AIM OF THE EXERCISE =
A single stretch of the material below is to be transcribed exactly, starting at the line with "Dose events are" and ending after the line with "known administration date".

DATASET RECORDS =
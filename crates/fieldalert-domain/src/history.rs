//! Dosing and visit history of a participant

use chrono::NaiveDate;
use serde::{Deserialize, Serialize};

/// One administration of the investigational product
///
/// Dose events are immutable once recorded and ordered by `sequence`.
/// `administered_on` is optional because the system of record can hold a dose
/// flagged as given with a blank date; the evaluator rejects such records.
#[derive(Debug, Clone, PartialEq, Eq, Serialize, Deserialize)]
pub struct DoseEvent {
    /// Dose sequence number (1 = first dose)
    pub sequence: u32,

    /// Administration date
    pub administered_on: Option<NaiveDate>,
}

impl DoseEvent {
    /// Create a dose event with a known administration date
    pub fn new(sequence: u32, administered_on: NaiveDate) -> Self {
        Self {
            sequence,
            administered_on: Some(administered_on),
        }
    }
}

/// Type of visit
#[derive(Debug, Clone, Copy, PartialEq, Eq, Hash, Serialize, Deserialize)]
#[serde(rename_all = "kebab-case")]
pub enum VisitType {
    /// Scheduled study visit at the health facility
    Scheduled,

    /// Household follow-up after a dose
    PostDoseCheck,

    /// Household visit triggered by non-compliance
    NonComplianceCheck,
}

/// Completion status of a visit
#[derive(Debug, Clone, Copy, PartialEq, Eq, Hash, Serialize, Deserialize)]
#[serde(rename_all = "kebab-case")]
pub enum VisitStatus {
    /// The visit took place
    Done,

    /// The visit was recorded as missed
    Missed,

    /// Not yet done and not recorded as missed
    Pending,
}

/// A visit known to the system of record
///
/// Mutated externally as visits occur; the engine only reads it.
#[derive(Debug, Clone, PartialEq, Eq, Serialize, Deserialize)]
pub struct ScheduledVisit {
    /// Type of visit
    pub visit_type: VisitType,

    /// Date the visit was due
    pub scheduled_on: NaiveDate,

    /// Completion status
    pub status: VisitStatus,

    /// Date the visit took place (required when `status` is `Done`)
    pub completed_on: Option<NaiveDate>,

    /// Grace period overriding the configured default, in days
    #[serde(default, skip_serializing_if = "Option::is_none")]
    pub grace_period_days: Option<u32>,
}

impl ScheduledVisit {
    /// A visit due on `scheduled_on` that has not happened yet
    pub fn pending(visit_type: VisitType, scheduled_on: NaiveDate) -> Self {
        Self {
            visit_type,
            scheduled_on,
            status: VisitStatus::Pending,
            completed_on: None,
            grace_period_days: None,
        }
    }

    /// A visit due on `scheduled_on` that took place on `completed_on`
    pub fn done(visit_type: VisitType, scheduled_on: NaiveDate, completed_on: NaiveDate) -> Self {
        Self {
            visit_type,
            scheduled_on,
            status: VisitStatus::Done,
            completed_on: Some(completed_on),
            grace_period_days: None,
        }
    }

    /// A visit explicitly recorded as missed
    pub fn missed(visit_type: VisitType, scheduled_on: NaiveDate) -> Self {
        Self {
            visit_type,
            scheduled_on,
            status: VisitStatus::Missed,
            completed_on: None,
            grace_period_days: None,
        }
    }

    /// Override the default grace period for this visit
    pub fn with_grace_period(mut self, days: u32) -> Self {
        self.grace_period_days = Some(days);
        self
    }

    /// Completion date, if the visit is done
    pub fn completion(&self) -> Option<NaiveDate> {
        match self.status {
            VisitStatus::Done => self.completed_on,
            _ => None,
        }
    }
}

ANSWER SECTION =
/// Dose events are immutable once recorded and ordered by `sequence`.
/// `administered_on` is optional because the system of record can hold a dose
/// flagged as given with a blank date; the evaluator rejects such records.
#[derive(Debug, Clone, PartialEq, Eq, Serialize, Deserialize)]
pub struct DoseEvent {
    /// Dose sequence number (1 = first dose)
    pub sequence: u32,

    /// Administration date
    pub administered_on: Option<NaiveDate>,
}

impl DoseEvent {
    /// Create a dose event with a known administration date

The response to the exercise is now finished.